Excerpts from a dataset

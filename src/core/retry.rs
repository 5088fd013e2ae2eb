// src/core/retry.rs
//
// Per-request retry state machine:
//
//   Idle → Requesting ─┬─ marker in <title> ──→ Throttled ─(cooldown)→ Requesting
//                      ├─ transient failure ──→ (backoff) ───────────→ Requesting
//                      └─ page ───────────────→ Done
//
// Throttle cooldowns and network backoff are separate budgets: a flaky connection
// never earns a 60 s wait, and a permanently throttled client fails after
// `max_throttles` cooldowns instead of spinning forever.

use std::cell::Cell;
use std::time::Duration;

use super::clock::{Cancel, Sleeper};
use super::html;
use super::net::Fetch;
use crate::config::consts::RATE_LIMIT_MARKER;
use crate::error::{Error, Result};

#[derive(Clone, Copy, Debug, PartialEq, Eq)]
pub struct RetryPolicy {
    pub cooldown: Duration,
    pub max_throttles: u32,
    pub network_retries: u32,
    pub backoff_base: Duration,
}

impl Default for RetryPolicy {
    fn default() -> Self {
        crate::config::CrawlOptions::default().retry_policy()
    }
}

#[derive(Clone, Debug, PartialEq, Eq)]
pub enum RequestState {
    Idle,
    Requesting,
    Throttled,
    Done(String),
}

/// Counters for one issuer run.
#[derive(Clone, Copy, Debug, Default, PartialEq, Eq)]
pub struct RequestStats {
    pub requests: u32,
    pub throttles: u32,
    pub network_retries: u32,
    /// Total cooldown slept after throttle pages.
    pub cooldown: Duration,
}

/// True when the page is EDGAR's throttle response.
pub fn is_throttled(body: &str) -> bool {
    html::title(body).is_some_and(|t| t.contains(RATE_LIMIT_MARKER))
}

/// Issues GETs for one issuer run. Not shared between runs.
pub struct Requester<'a> {
    fetch: &'a dyn Fetch,
    sleeper: &'a dyn Sleeper,
    cancel: &'a Cancel,
    policy: RetryPolicy,
    stats: Cell<RequestStats>,
}

impl<'a> Requester<'a> {
    pub fn new(fetch: &'a dyn Fetch, sleeper: &'a dyn Sleeper, cancel: &'a Cancel, policy: RetryPolicy) -> Self {
        Self { fetch, sleeper, cancel, policy, stats: Cell::new(RequestStats::default()) }
    }

    pub fn stats(&self) -> RequestStats { self.stats.get() }

    pub fn sleeper(&self) -> &'a dyn Sleeper { self.sleeper }

    pub fn cancel(&self) -> &'a Cancel { self.cancel }

    fn bump(&self, f: impl FnOnce(&mut RequestStats)) {
        let mut s = self.stats.get();
        f(&mut s);
        self.stats.set(s);
    }

    /// GET `url` until a non-throttled page arrives, returning its body.
    pub fn get(&self, url: &str) -> Result<String> {
        let mut state = RequestState::Idle;
        let mut throttles = 0u32;
        let mut failures = 0u32;

        loop {
            state = match state {
                RequestState::Idle => RequestState::Requesting,

                RequestState::Requesting => {
                    self.cancel.check()?;
                    self.bump(|s| s.requests += 1);
                    let outcome = self.fetch.get(url).and_then(|page| {
                        if is_throttled(&page.body) {
                            Ok(None)
                        } else if page.is_success() {
                            Ok(Some(page.body))
                        } else {
                            Err(Error::Http { status: page.status, url: s!(url) })
                        }
                    });
                    match outcome {
                        Ok(None) => RequestState::Throttled,
                        Ok(Some(body)) => RequestState::Done(body),
                        Err(e) if e.is_transient() && failures < self.policy.network_retries => {
                            failures += 1;
                            self.bump(|s| s.network_retries += 1);
                            let wait = self.backoff(failures);
                            logw!("{e}; retry {failures}/{} in {:?}", self.policy.network_retries, wait);
                            self.sleeper.sleep(wait, self.cancel)?;
                            RequestState::Requesting
                        }
                        Err(e) => return Err(e),
                    }
                }

                RequestState::Throttled => {
                    if throttles >= self.policy.max_throttles {
                        return Err(Error::ThrottleLimit { url: s!(url), attempts: throttles });
                    }
                    throttles += 1;
                    let cooldown = self.policy.cooldown;
                    self.bump(|s| {
                        s.throttles += 1;
                        s.cooldown += cooldown;
                    });
                    logw!(
                        "Request Rate Threshold Exceeded. Retrying in {} s",
                        self.policy.cooldown.as_secs()
                    );
                    self.sleeper.sleep(self.policy.cooldown, self.cancel)?;
                    RequestState::Requesting
                }

                RequestState::Done(body) => return Ok(body),
            };
        }
    }

    fn backoff(&self, attempt: u32) -> Duration {
        let factor = 1u32.checked_shl(attempt.saturating_sub(1)).unwrap_or(u32::MAX);
        self.policy.backoff_base.saturating_mul(factor)
    }
}

#[cfg(test)]
mod tests {
    use super::*;
    use crate::core::clock::RecordingSleeper;
    use crate::core::net::Page;
    use std::sync::Mutex;

    const THROTTLE_PAGE: &str =
        "<html><head><title>SEC.gov | Request Rate Threshold Exceeded</title></head><body></body></html>";

    /// Replays a fixed script of responses and records requested URLs.
    struct Script {
        replies: Mutex<Vec<Result<Page>>>,
        urls: Mutex<Vec<String>>,
    }

    impl Script {
        fn new(mut replies: Vec<Result<Page>>) -> Self {
            replies.reverse();
            Self { replies: Mutex::new(replies), urls: Mutex::new(Vec::new()) }
        }
    }

    impl Fetch for Script {
        fn get(&self, url: &str) -> Result<Page> {
            self.urls.lock().unwrap().push(url.to_string());
            self.replies.lock().unwrap().pop().unwrap_or_else(|| Ok(Page::ok("<title>ok</title>")))
        }
    }

    fn policy() -> RetryPolicy {
        RetryPolicy {
            cooldown: Duration::from_secs(60),
            max_throttles: 2,
            network_retries: 2,
            backoff_base: Duration::from_millis(100),
        }
    }

    fn net_err() -> Result<Page> {
        Err(Error::Network { url: s!("u"), reason: s!("reset") })
    }

    #[test]
    fn throttle_sleeps_cooldown_and_repeats_same_url() {
        let fetch = Script::new(vec![
            Ok(Page { status: 403, body: s!(THROTTLE_PAGE) }),
            Ok(Page::ok("<title>listing</title>")),
        ]);
        let sleeper = RecordingSleeper::new();
        let cancel = Cancel::new();
        let req = Requester::new(&fetch, &sleeper, &cancel, policy());

        let body = req.get("https://x/a/").unwrap();
        assert!(body.contains("listing"));
        assert_eq!(sleeper.slept(), vec![Duration::from_secs(60)]);
        assert_eq!(*fetch.urls.lock().unwrap(), vec!["https://x/a/", "https://x/a/"]);
        assert_eq!(req.stats().throttles, 1);
        assert_eq!(req.stats().requests, 2);
        assert_eq!(req.stats().cooldown, Duration::from_secs(60));
    }

    #[test]
    fn throttle_ceiling_is_fatal() {
        let fetch = Script::new(vec![
            Ok(Page::ok(THROTTLE_PAGE)),
            Ok(Page::ok(THROTTLE_PAGE)),
            Ok(Page::ok(THROTTLE_PAGE)),
        ]);
        let sleeper = RecordingSleeper::new();
        let cancel = Cancel::new();
        let req = Requester::new(&fetch, &sleeper, &cancel, policy());

        let err = req.get("https://x/b/").unwrap_err();
        assert!(matches!(err, Error::ThrottleLimit { attempts: 2, .. }));
        assert_eq!(sleeper.slept().len(), 2);
    }

    #[test]
    fn network_failures_use_backoff_not_cooldown() {
        let fetch = Script::new(vec![net_err(), net_err(), Ok(Page::ok("<title>ok</title>"))]);
        let sleeper = RecordingSleeper::new();
        let cancel = Cancel::new();
        let req = Requester::new(&fetch, &sleeper, &cancel, policy());

        req.get("https://x/c/").unwrap();
        assert_eq!(sleeper.slept(), vec![Duration::from_millis(100), Duration::from_millis(200)]);
        assert_eq!(req.stats().throttles, 0);
    }

    #[test]
    fn network_retries_exhausted() {
        let fetch = Script::new(vec![net_err(), net_err(), net_err()]);
        let sleeper = RecordingSleeper::new();
        let cancel = Cancel::new();
        let req = Requester::new(&fetch, &sleeper, &cancel, policy());

        assert!(matches!(req.get("https://x/d/"), Err(Error::Network { .. })));
        assert_eq!(req.stats().requests, 3);
    }

    #[test]
    fn client_errors_are_not_retried() {
        let fetch = Script::new(vec![Ok(Page { status: 404, body: s!("<title>Not Found</title>") })]);
        let sleeper = RecordingSleeper::new();
        let cancel = Cancel::new();
        let req = Requester::new(&fetch, &sleeper, &cancel, policy());

        assert!(matches!(req.get("https://x/e/"), Err(Error::Http { status: 404, .. })));
        assert!(sleeper.slept().is_empty());
    }

    #[test]
    fn cancelled_before_request() {
        let fetch = Script::new(vec![]);
        let sleeper = RecordingSleeper::new();
        let cancel = Cancel::new();
        cancel.cancel();
        let req = Requester::new(&fetch, &sleeper, &cancel, policy());

        assert!(matches!(req.get("https://x/f/"), Err(Error::Cancelled)));
        assert!(fetch.urls.lock().unwrap().is_empty());
    }
}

EXERCISE AIM —
Retype exactly the lines of the data above that fall between the line with "Ok(Some(page.body))" and the line with "let wait = self.backoff(failures);", inclusive, and add nothing.

FINAL ANSWER —
                            Ok(Some(page.body))
                        } else {
                            Err(Error::Http { status: page.status, url: s!(url) })
                        }
                    });
                    match outcome {
                        Ok(None) => RequestState::Throttled,
                        Ok(Some(body)) => RequestState::Done(body),
                        Err(e) if e.is_transient() && failures < self.policy.network_retries => {
                            failures += 1;
                            self.bump(|s| s.network_retries += 1);
                            let wait = self.backoff(failures);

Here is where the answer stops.